Next we'll read in the classes and segments and make a label image like we did before

In [None]:
infile = infile.replace('snap.jpg', 'snap.classes.pkl')
classes, codes = read_classes(infile)

In [None]:
infile = infile.replace('classes', 'segments')
print(infile)
mask = make_label_image(infile, codes)==2

Reshape the input data

In [None]:
data_test = test_rgb.reshape(M_tst * N_tst, -1)[:,:]

And run the model we trained on the first image

In [None]:
sand_pred = gnb.predict(data_test)
S = sand_pred.reshape(M_tst, N_tst)

In [None]:
plt.figure(figsize=(15,15))
plt.subplot(1,3,1)
plt.imshow(test_rgb)
plt.title('New Image')
plt.axis('off')
plt.subplot(1,3,2)
plt.imshow(S, cmap=plt.cm.binary_r)
plt.title('Model Prediction')
plt.axis('off')
plt.subplot(1,3,3)
plt.imshow(mask, cmap=plt.cm.binary_r)
plt.title('Target')
plt.axis('off')

We can also estimate the probabilities of each class because we have a simple recipe to compute the likelihood $P({\rm features}~|~L_1)$ for any data point, and thus we can quickly compute the posterior ratio and determine which label is the most probable for a given point.

In [None]:
sand_pred = gnb.predict_proba(data_test)
Sprob = sand_pred.reshape(M_tst, N_tst, -1)
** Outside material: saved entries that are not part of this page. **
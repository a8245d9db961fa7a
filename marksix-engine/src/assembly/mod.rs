pub mod repair;
pub mod strategies;

use crate::config::{SumWindow, SET_SIZE};
use crate::features::Features;
use crate::pool::Pool;

pub use repair::RepairOutcome;

#[derive(Debug, Clone, Copy, PartialEq, Eq)]
pub enum Strategy {
    Conservative,
    Spread,
    Exploratory,
}

impl Strategy {
    pub const ALL: [Strategy; 3] = [Strategy::Conservative, Strategy::Spread, Strategy::Exploratory];

    pub fn letter(&self) -> char {
        match self {
            Strategy::Conservative => 'A',
            Strategy::Spread => 'B',
            Strategy::Exploratory => 'C',
        }
    }
}

impl std::fmt::Display for Strategy {
    fn fmt(&self, f: &mut std::fmt::Formatter<'_>) -> std::fmt::Result {
        match self {
            Strategy::Conservative => write!(f, "Conservative"),
            Strategy::Spread => write!(f, "Spread"),
            Strategy::Exploratory => write!(f, "Exploratory"),
        }
    }
}

/// Tranche de valeurs utilisée pour étaler une grille : 1-17, 18-34, 35-49.
#[derive(Debug, Clone, Copy, PartialEq, Eq, PartialOrd, Ord)]
pub enum RangeBucket {
    Low,
    Mid,
    High,
}

impl RangeBucket {
    pub const ALL: [RangeBucket; 3] = [RangeBucket::Low, RangeBucket::Mid, RangeBucket::High];

    pub fn of(n: u8) -> Self {
        match n {
            0..=17 => RangeBucket::Low,
            18..=34 => RangeBucket::Mid,
            _ => RangeBucket::High,
        }
    }
}

/// Grille finale, triée par ordre croissant.
#[derive(Debug, Clone, PartialEq, Eq)]
pub struct CandidateSet {
    numbers: Vec<u8>,
}

impl CandidateSet {
    pub(crate) fn from_unsorted(mut numbers: Vec<u8>) -> Self {
        numbers.sort_unstable();
        Self { numbers }
    }

    pub fn numbers(&self) -> &[u8] {
        &self.numbers
    }

    pub fn sum(&self) -> u32 {
        repair::sum_of(&self.numbers)
    }

    pub fn len(&self) -> usize {
        self.numbers.len()
    }

    pub fn is_empty(&self) -> bool {
        self.numbers.is_empty()
    }

    /// Faux seulement si le pool ne contenait pas assez de numéros distincts.
    pub fn is_complete(&self) -> bool {
        self.numbers.len() == SET_SIZE
    }
}

#[derive(Debug, Clone, PartialEq)]
pub struct Candidate {
    pub strategy: Strategy,
    pub set: CandidateSet,
    pub outcome: RepairOutcome,
}

/// Construit la liste brute d'une stratégie puis la passe à la réparation commune.
pub fn assemble(strategy: Strategy, pool: &Pool, features: &Features, window: SumWindow) -> Candidate {
    let ranked = pool.numbers();
    let raw = match strategy {
        Strategy::Conservative => strategies::conservative(ranked, features),
        Strategy::Spread => strategies::spread(ranked),
        Strategy::Exploratory => strategies::exploratory(ranked, &features.pairs),
    };
    let (set, outcome) = repair::finalize(&raw, ranked, window);

    tracing::debug!(%strategy, ?raw, set = ?set.numbers(), ?outcome, "grille assemblée");
    if !set.is_complete() {
        tracing::warn!(%strategy, len = set.len(), "pool trop petit, grille incomplète");
    }
    if outcome == RepairOutcome::OutOfWindow {
        tracing::warn!(%strategy, sum = set.sum(), "somme hors fenêtre après réparation");
    }

    Candidate { strategy, set, outcome }
}

pub fn assemble_all(pool: &Pool, features: &Features, window: SumWindow) -> Vec<Candidate> {
    Strategy::ALL
        .iter()
        .map(|&s| assemble(s, pool, features, window))
        .collect()
}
And plot the probabilities:

In [None]:
plt.figure(figsize=(15,15))
plt.subplot(1,2,1)
plt.imshow(Sprob[:,:,1], cmap=plt.cm.bwr, vmax=1)
plt.axis('off')
plt.colorbar(shrink=0.25)
plt.title('Probability of Sand')

In [None]:
plt.figure(figsize=(15,15))
plt.subplot(1,3,1)
plt.imshow(test_rgb)
plt.title('Test Image')
plt.axis('off')
plt.subplot(1,3,2)
#plt.imshow(test_rgb, alpha=0.6)
plt.imshow(Sprob[:,:,1]>.3, cmap=plt.cm.binary_r)
plt.title('Prob. (Sand) > 0.3')
plt.axis('off')
plt.subplot(1,3,3)
plt.imshow(mask, cmap=plt.cm.binary_r)
plt.title('Target')
plt.axis('off')

Because naive Bayesian classifiers make such stringent assumptions about data, they will generally not perform as well as a more complicated model. 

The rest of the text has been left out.